## WHAT THE TASK REQUIRES:
Nothing but the lines below between the line holding "or enables notifications." and the line holding "#[serde(default)]", inclusive, should appear in the answer, each set down exactly.

*** EXERCISE INPUTS

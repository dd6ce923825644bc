use serde::{Deserialize, Serialize};

/// Push-notification endpoint a Farcaster client hands us when a user
/// adds the mini app or enables notifications.
#[derive(Debug, Clone, Serialize, Deserialize)]
pub struct NotificationDetails {
    pub url: String,
    pub token: String,
}

/// Webhook payload from the mini app host: `{ fid, event }`.
#[derive(Debug, Deserialize)]
pub struct WebhookPayload {
    pub fid: Option<u64>,
    pub event: Option<WebhookEvent>,
}

#[derive(Debug, Deserialize)]
pub struct WebhookEvent {
    pub event: String,
    #[serde(rename = "notificationDetails")]
    pub notification_details: Option<NotificationDetails>,
}

#[derive(Debug, Clone, Copy, PartialEq, Eq, Serialize, Deserialize)]
#[serde(rename_all = "lowercase")]
pub enum ChallengeStatus {
    Pending,
    Accepted,
    Completed,
    Expired,
}

#[derive(Debug, Clone, Serialize, Deserialize)]
pub struct ChallengeParticipant {
    pub fid: u64,
    pub username: String,
}

/// A head-to-head challenge between two players.
#[derive(Debug, Clone, Serialize, Deserialize)]
#[serde(rename_all = "camelCase")]
pub struct Challenge {
    pub id: String,
    pub from: ChallengeParticipant,
    pub to: ChallengeParticipant,
    /// Challenge kind exposed to the client: "score", "time", or "combo".
    #[serde(rename = "type")]
    pub challenge_type: String,
    pub target: i64,
    pub time_limit: i64,
    pub status: ChallengeStatus,
    pub created_at: i64,
    pub expires_at: i64,
}

#[derive(Debug, Deserialize)]
#[serde(rename_all = "camelCase")]
pub struct CreateChallengeRequest {
    pub from: ChallengeParticipant,
    pub to: ChallengeParticipant,
    #[serde(rename = "type")]
    pub challenge_type: String,
    pub target: i64,
    pub time_limit: Option<i64>,
}

#[derive(Debug, Deserialize)]
pub struct ShareRequest {
    pub text: String,
    #[serde(default)]
    pub embeds: Vec<String>,
    pub fid: Option<u64>,
}

/// A processed share, kept in memory for demo analytics.
#[derive(Debug, Clone, Serialize)]
pub struct ShareRecord {
    pub id: String,
    pub text: String,
    pub embeds: Vec<String>,
    pub fid: Option<u64>,
    pub timestamp: i64,
}
//! Centralized color theme for the application.
//!
//! This module provides the overlay tints used on blueprint surfaces and the
//! egui palette for panels and dialogs. Modify values here to change the
//! application's color scheme.

use bevy::prelude::Color;
use bevy_egui::egui;

// ============================================================================
// Mapping Region Colors
// ============================================================================

/// Default region tint (red, 30%)
pub const REGION_FILL: Color = Color::srgba(1.0, 0.0, 0.0, 0.3);

/// Read-only view: mapping already has a photo (green)
pub const REGION_FILL_WITH_PHOTO: Color = Color::srgba(0.0, 1.0, 0.0, 0.3);

/// Read-only view: mapping still needs a photo
pub const REGION_FILL_WITHOUT_PHOTO: Color = Color::srgba(1.0, 0.0, 0.0, 0.3);

/// Region outline
pub const REGION_STROKE: Color = Color::srgb(1.0, 0.0, 0.0);

// ============================================================================
// Drag Preview Colors
// ============================================================================

/// Dashed outline of the rectangle being drawn
pub const PREVIEW_OUTLINE: Color = Color::srgb(1.0, 0.0, 0.0);

/// Faint fill behind the dashed outline
pub const PREVIEW_FILL: Color = Color::srgba(1.0, 0.0, 0.0, 0.1);

// ============================================================================
// UI Colors (egui)
// ============================================================================

pub mod ui {
    use bevy_egui::egui;

    /// Green "EDITING" badge on a blueprint card
    pub const EDITING_BADGE: egui::Color32 = egui::Color32::from_rgb(100, 200, 100);

    /// Light grey for label text
    pub const LABEL_TEXT: egui::Color32 = egui::Color32::LIGHT_GRAY;

    /// Grey for help/hint text and empty states
    pub const HINT_TEXT: egui::Color32 = egui::Color32::GRAY;

    /// Red for error messages
    pub const ERROR_TEXT: egui::Color32 = egui::Color32::RED;

    /// Orange for offline/sample data notices
    pub const WARNING_TEXT: egui::Color32 = egui::Color32::from_rgb(255, 165, 0);

    /// Background of the placeholder shown while an image loads
    pub const IMAGE_PLACEHOLDER: egui::Color32 = egui::Color32::from_rgb(60, 60, 60);
}

// ============================================================================
// Color Conversion Utilities
// ============================================================================

/// Convert a Bevy Color to egui Color32 (preserving alpha)
pub fn bevy_to_egui(color: Color) -> egui::Color32 {
    let srgba = color.to_srgba();
    egui::Color32::from_rgba_unmultiplied(
        (srgba.red * 255.0) as u8,
        (srgba.green * 255.0) as u8,
        (srgba.blue * 255.0) as u8,
        (srgba.alpha * 255.0) as u8,
    )
}

#[cfg(test)]
mod tests {
    use super::*;

    #[test]
    fn test_bevy_to_egui_preserves_alpha() {
        let c = bevy_to_egui(REGION_FILL);
        assert_eq!(c, egui::Color32::from_rgba_unmultiplied(255, 0, 0, 76));
    }
}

******

## SOLUTION TO THE PROBLEM:
/// adds the mini app or enables notifications.
#[derive(Debug, Clone, Serialize, Deserialize)]
pub struct NotificationDetails {
    pub url: String,
    pub token: String,
}

/// Webhook payload from the mini app host: `{ fid, event }`.
#[derive(Debug, Deserialize)]
pub struct WebhookPayload {
    pub fid: Option<u64>,
    pub event: Option<WebhookEvent>,
}

#[derive(Debug, Deserialize)]
pub struct WebhookEvent {
    pub event: String,
    #[serde(rename = "notificationDetails")]
    pub notification_details: Option<NotificationDetails>,
}

#[derive(Debug, Clone, Copy, PartialEq, Eq, Serialize, Deserialize)]
#[serde(rename_all = "lowercase")]
pub enum ChallengeStatus {
    Pending,
    Accepted,
    Completed,
    Expired,
}

#[derive(Debug, Clone, Serialize, Deserialize)]
pub struct ChallengeParticipant {
    pub fid: u64,
    pub username: String,
}

/// A head-to-head challenge between two players.
#[derive(Debug, Clone, Serialize, Deserialize)]
#[serde(rename_all = "camelCase")]
pub struct Challenge {
    pub id: String,
    pub from: ChallengeParticipant,
    pub to: ChallengeParticipant,
    /// Challenge kind exposed to the client: "score", "time", or "combo".
    #[serde(rename = "type")]
    pub challenge_type: String,
    pub target: i64,
    pub time_limit: i64,
    pub status: ChallengeStatus,
    pub created_at: i64,
    pub expires_at: i64,
}

#[derive(Debug, Deserialize)]
#[serde(rename_all = "camelCase")]
pub struct CreateChallengeRequest {
    pub from: ChallengeParticipant,
    pub to: ChallengeParticipant,
    #[serde(rename = "type")]
    pub challenge_type: String,
    pub target: i64,
    pub time_limit: Option<i64>,
}

#[derive(Debug, Deserialize)]
pub struct ShareRequest {
    pub text: String,
    #[serde(default)]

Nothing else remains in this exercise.